Task to carry out - Write down exactly the lines of the records below, beginning with the first and ending with the line that includes "use crate::storage::StorageBackend;".

Supplied records -
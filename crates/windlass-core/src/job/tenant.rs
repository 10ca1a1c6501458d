//! Tenant-scoped executor management.
//!
//! One executor per registered tenant (plus optionally the tenant-less
//! default), all sharing the pipeline and store. Jobs carry their tenant id,
//! and each executor's acquisition selector filters on it, so one tenant's
//! backlog never starves another's workers.

use std::sync::Arc;

use dashmap::DashMap;

use crate::command::pipeline::CommandPipeline;
use crate::job::executor::JobExecutor;
use crate::storage::StorageBackend;

/// Registry of running per-tenant executors.
pub struct TenantExecutorManager<S: StorageBackend> {
    pipeline: Arc<CommandPipeline<S>>,
    executors: DashMap<Option<String>, Arc<JobExecutor<S>>>,
}

impl<S: StorageBackend> TenantExecutorManager<S> {
    pub fn new(pipeline: Arc<CommandPipeline<S>>) -> Self {
        Self {
            pipeline,
            executors: DashMap::new(),
        }
    }

    /// Register an executor for `tenant_id` (`None` is the default
    /// partition), optionally leaving its acquisition loop stopped until
    /// `start_tenant` is called. Re-adding a registered tenant is a no-op.
    pub async fn add_tenant(&self, tenant_id: Option<String>, start_immediately: bool) {
        if self.executors.contains_key(&tenant_id) {
            return;
        }
        let executor = Arc::new(JobExecutor::new(
            Arc::clone(&self.pipeline),
            tenant_id.clone(),
        ));
        if start_immediately {
            executor.start().await;
        }
        self.executors.insert(tenant_id, executor);
    }

    /// Start the executor for `tenant_id`, registering it first if needed.
    /// Starting an already-running tenant is a no-op.
    pub async fn start_tenant(&self, tenant_id: Option<String>) {
        let existing = self
            .executors
            .get(&tenant_id)
            .map(|entry| Arc::clone(entry.value()));
        match existing {
            Some(executor) => executor.start().await,
            None => self.add_tenant(tenant_id, true).await,
        }
    }

    /// Stop and deregister the executor for `tenant_id`. In-flight jobs of
    /// that tenant drain within the shutdown grace period.
    pub async fn stop_tenant(&self, tenant_id: &Option<String>) {
        if let Some((_, executor)) = self.executors.remove(tenant_id) {
            executor.shutdown().await;
        }
    }

    /// Tenants with a running executor.
    pub fn tenants(&self) -> Vec<Option<String>> {
        self.executors.iter().map(|e| e.key().clone()).collect()
    }

    /// Stop every executor.
    pub async fn shutdown_all(&self) {
        let tenants: Vec<Option<String>> = self.tenants();
        for tenant in tenants {
            self.stop_tenant(&tenant).await;
        }
    }
}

Solution to this exercise -
filename crates/windlass-core/src/job/tenant.rs
repository 10ca1a1c6501458d
//! Tenant-scoped executor management.
//!
//! One executor per registered tenant (plus optionally the tenant-less
//! default), all sharing the pipeline and store. Jobs carry their tenant id,
//! and each executor's acquisition selector filters on it, so one tenant's
//! backlog never starves another's workers.

use std::sync::Arc;

use dashmap::DashMap;

use crate::command::pipeline::CommandPipeline;
use crate::job::executor::JobExecutor;
use crate::storage::StorageBackend;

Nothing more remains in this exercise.